Ein Problem bleibt außerdem: Instance of Play. Denn die Idee vom Instance of Play, genau wie GNS-Game-Design und GNS-basierte Problem-Analyse, fußen auf der Annahme, das ein Spieler sich in der Regel auf eine bestimmte Creative Agenda einschießen wird. Tut er das nicht, funktioniert GNS nicht. So einfach. Und
dass er das tut, ist eine bloße Unterstellung, die ich an mir selbst und meinen Stammspielerinnen nicht wirklich bestätigt finde.
2) Ich bin mir immer nicht ganz sicher, was eigentlich genau das Selbstverständnis der Creative Agendas ist. Eine Beschreibung der abstrakten Vorlieben eines Spielers, die sich
dann in der Konzentration auf bestimmte Aspekte der Exploration und der Wahl bestimmter Techniken und Ephemera manifestiert? Der klassische Aufbau würde das nahelegen:
[Social Contract [Exploration [Creative Agenda
--> [Techniques [Ephemera]]]]]
Dieser Pfeil scheint ursächlichkeit zu Implizieren. Eine solche Ursächlich keit aber ist ein bloßes Denkkonstrukt, von dem ich bezweifle, dass es sich empirisch belegen ließe. Schauen wir uns das mal am Beispiel Narrativismus an: Vanilla Narrativism (ohne die typischen Regeln und Techniken der neuen narrativistischen Design-Schule) ist eine völlig andere Art zu spielen als Pervy Narrativism (mit den besagten Mechanismen). Meine Vermutung wäre, dass dieser sogenannte "Vanilla Narrativism" als Reinform so gut wie nie vorkommt. Vielmehr wird er sich fast immer mit Sim mischen (schon wegen: Nar ist
nur Prämisse, Sim ist fast alles). Und da die Regeln der allermeisten klassischen Systeme auch ein bisschen Gam provozieren, wird man in einer solchen Runde einen bunten Mix der Creative Agendas finden. Wer weiß, vielleicht sogar kohärent.
Was heißt das nun? Ganz einfach: Rein narrativistisches Spiel wird in aller Regel nur in zwei Fällen stattfinden: a) Pervy Narrativism mit einem entsprechenden Regelwerk oder b) unter Forge-Freaks, die ganz bewusst narrativistisch spielen wollen. Was aber auch schon pervy wäre,
wenn die Prämisse ausdrücklich vor dem Spiel festgelegt wird.
Das führt mich zu der Schlussfolgerung, dass die Creative Agenda in Wirklichkeit nicht eine Disposition einer Person ist, die sie dazu bringt, bestimmte Techniken und Ephemera zu wählen.

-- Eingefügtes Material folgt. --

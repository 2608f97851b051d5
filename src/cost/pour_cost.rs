use serde::{Deserialize, Serialize};

use crate::units::{convert_volume, Volume, VolumeUnit};

/// 재료 분류.
#[derive(Debug, Clone, Copy, PartialEq, Eq, Serialize, Deserialize)]
pub enum IngredientKind {
    Spirit,
    Liqueur,
    Wine,
    Beer,
    Mixer,
    Juice,
    Syrup,
    Bitters,
    Other,
}

/// 병 단위로 구매하는 재료 정보.
#[derive(Debug, Clone, Copy, PartialEq, Serialize, Deserialize)]
pub struct Ingredient {
    /// 병 용량
    pub bottle_volume: Volume,
    /// 병 구매가 [기준 통화]
    pub bottle_price: f64,
    /// 단품 판매 여부. false면 원가 백분율/마진 표시는 의미가 없다.
    pub sellable: bool,
    pub kind: IngredientKind,
}

impl Ingredient {
    /// 병 용량과 구매가의 불변 조건을 검사한다.
    pub fn validate(&self) -> Result<(), CostError> {
        if self.bottle_volume.value <= 0.0 {
            return Err(CostError::InvalidBottleVolume(self.bottle_volume.value));
        }
        if self.bottle_price < 0.0 {
            return Err(CostError::InvalidBottlePrice(self.bottle_price));
        }
        Ok(())
    }
}

/// 1회 제공량(푸어) 정의.
#[derive(Debug, Clone, Copy, PartialEq, Serialize, Deserialize)]
pub struct PourSpec {
    pub amount: f64,
    pub unit: VolumeUnit,
}

/// 원가 계산 시 발생 가능한 오류.
#[derive(Debug)]
pub enum CostError {
    /// 병 용량이 0 이하
    InvalidBottleVolume(f64),
    /// 병 구매가가 음수
    InvalidBottlePrice(f64),
    /// 푸어 양이 0 이하
    InvalidPourAmount(f64),
    /// 목표 원가율이 0 이하
    InvalidTargetPercent(f64),
}

impl std::fmt::Display for CostError {
    fn fmt(&self, f: &mut std::fmt::Formatter<'_>) -> std::fmt::Result {
        match self {
            CostError::InvalidBottleVolume(v) => write!(f, "병 용량이 올바르지 않습니다: {v}"),
            CostError::InvalidBottlePrice(p) => write!(f, "병 구매가가 올바르지 않습니다: {p}"),
            CostError::InvalidPourAmount(a) => write!(f, "푸어 양이 올바르지 않습니다: {a}"),
            CostError::InvalidTargetPercent(p) => {
                write!(f, "목표 원가율이 올바르지 않습니다: {p}%")
            }
        }
    }
}

impl std::error::Error for CostError {}

/// 잔당 원가 계산 결과. 모든 금액은 입력과 동일한 통화 기준이다.
#[derive(Debug, Clone, Copy, PartialEq)]
pub struct CostResult {
    /// 푸어 단위당 원가 [통화/단위]
    pub cost_per_unit_volume: f64,
    /// 1회 제공량 원가 [통화]
    pub cost_per_pour: f64,
    /// 목표 원가율 기준 권장 판매가 [통화]
    pub suggested_price: f64,
    /// 실제(또는 권장) 판매가 대비 원가 백분율 [%]
    pub pour_cost_percentage: f64,
    /// 판매가 - 원가 [통화]
    pub profit_margin: f64,
}

/// 단위 체적당 원가를 계산한다. 병 용량은 푸어와 같은 단위로 환산된 값이어야 한다.
pub fn cost_per_unit_volume(
    bottle_price: f64,
    bottle_volume_in_pour_unit: f64,
) -> Result<f64, CostError> {
    if bottle_volume_in_pour_unit <= 0.0 {
        return Err(CostError::InvalidBottleVolume(bottle_volume_in_pour_unit));
    }
    if bottle_price < 0.0 {
        return Err(CostError::InvalidBottlePrice(bottle_price));
    }
    Ok(bottle_price / bottle_volume_in_pour_unit)
}

/// 1회 제공량 원가.
pub fn cost_per_pour(cost_per_unit_volume: f64, pour_amount: f64) -> f64 {
    cost_per_unit_volume * pour_amount
}

/// 목표 원가율을 만족하는 권장 판매가.
pub fn suggested_price(cost_per_pour: f64, target_pour_cost_percent: f64) -> Result<f64, CostError> {
    if target_pour_cost_percent <= 0.0 {
        return Err(CostError::InvalidTargetPercent(target_pour_cost_percent));
    }
    Ok(cost_per_pour / (target_pour_cost_percent / 100.0))
}

/// 판매가 대비 원가 백분율.
///
/// 판매가가 0 이하이면 백분율이 의미가 없으므로 0을 반환한다.
/// 단품 판매하지 않는 재료에도 동일한 0 센티널을 일관되게 적용한다.
pub fn pour_cost_percentage(cost_per_pour: f64, actual_price: f64) -> f64 {
    if actual_price > 0.0 {
        cost_per_pour / actual_price * 100.0
    } else {
        0.0
    }
}

/// 판매가에서 원가를 뺀 마진.
pub fn profit_margin(actual_price: f64, cost_per_pour: f64) -> f64 {
    actual_price - cost_per_pour
}

/// 재료와 푸어 사양으로 전체 원가 체인을 계산한다.
///
/// 실제 판매가가 없으면 권장 판매가를 기준으로 백분율과 마진을 구한다.
pub fn compute(
    ingredient: &Ingredient,
    pour: &PourSpec,
    target_pour_cost_percent: f64,
    actual_price: Option<f64>,
) -> Result<CostResult, CostError> {
    ingredient.validate()?;
    if pour.amount <= 0.0 {
        return Err(CostError::InvalidPourAmount(pour.amount));
    }
    let bottle_in_pour_unit = convert_volume(
        ingredient.bottle_volume.value,
        ingredient.bottle_volume.unit,
        pour.unit,
    );
    let per_unit = cost_per_unit_volume(ingredient.bottle_price, bottle_in_pour_unit)?;
    let per_pour = cost_per_pour(per_unit, pour.amount);
    let suggested = suggested_price(per_pour, target_pour_cost_percent)?;
    let price = actual_price.unwrap_or(suggested);
    let percentage = if ingredient.sellable {
        pour_cost_percentage(per_pour, price)
    } else {
        0.0
    };
    Ok(CostResult {
        cost_per_unit_volume: per_unit,
        cost_per_pour: per_pour,
        suggested_price: suggested,
        pour_cost_percentage: percentage,
        profit_margin: profit_margin(price, per_pour),
    })
}

/// 목표 대비 성과 구간.
#[derive(Debug, Clone, Copy, PartialEq, Eq, Serialize, Deserialize)]
pub enum PerformanceTier {
    Excellent,
    Good,
    Warning,
    Poor,
}

/// Good 구간이 끝나는 목표 대비 편차 [%p].
pub const GOOD_BAND_POINTS: f64 = 3.0;
/// Warning 구간이 끝나는 목표 대비 편차 [%p]. 이를 넘으면 Poor.
pub const WARNING_BAND_POINTS: f64 = 7.0;

/// 원가 백분율을 목표 대비 편차로 구간 판정한다.
///
/// 목표 이하는 Excellent, +3%p 이내 Good, +7%p 이내 Warning, 초과는 Poor.
/// 슬라이더/성과 바 색상도 이 함수 하나만 쓴다.
pub fn performance_tier(pour_cost_percentage: f64, goal_percentage: f64) -> PerformanceTier {
    let deviation = pour_cost_percentage - goal_percentage;
    if deviation <= 0.0 {
        PerformanceTier::Excellent
    } else if deviation <= GOOD_BAND_POINTS {
        PerformanceTier::Good
    } else if deviation <= WARNING_BAND_POINTS {
        PerformanceTier::Warning
    } else {
        PerformanceTier::Poor
    }
}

Vielmehr ist die Creative Agenda (als Modell) die Umschreibung eines bestimmten stringenten Verhaltens, das am besten dadurch zustande gebracht wird, dass ganz bestimmte Techniken und Ephemera vorgegeben werden. Der Pfeil oben müsste eigentlich in die andere Richtung gehen.
Ergo: Narrativism ist eine Spiel- und Designschule, deren tatsächlicher Wert in den Techniken und Ephemera liegt. Das Konzept der Creative Agenda als treibende Kraft dahinter zu betrachten heißt, das Pferd von hinten aufzuzäumen.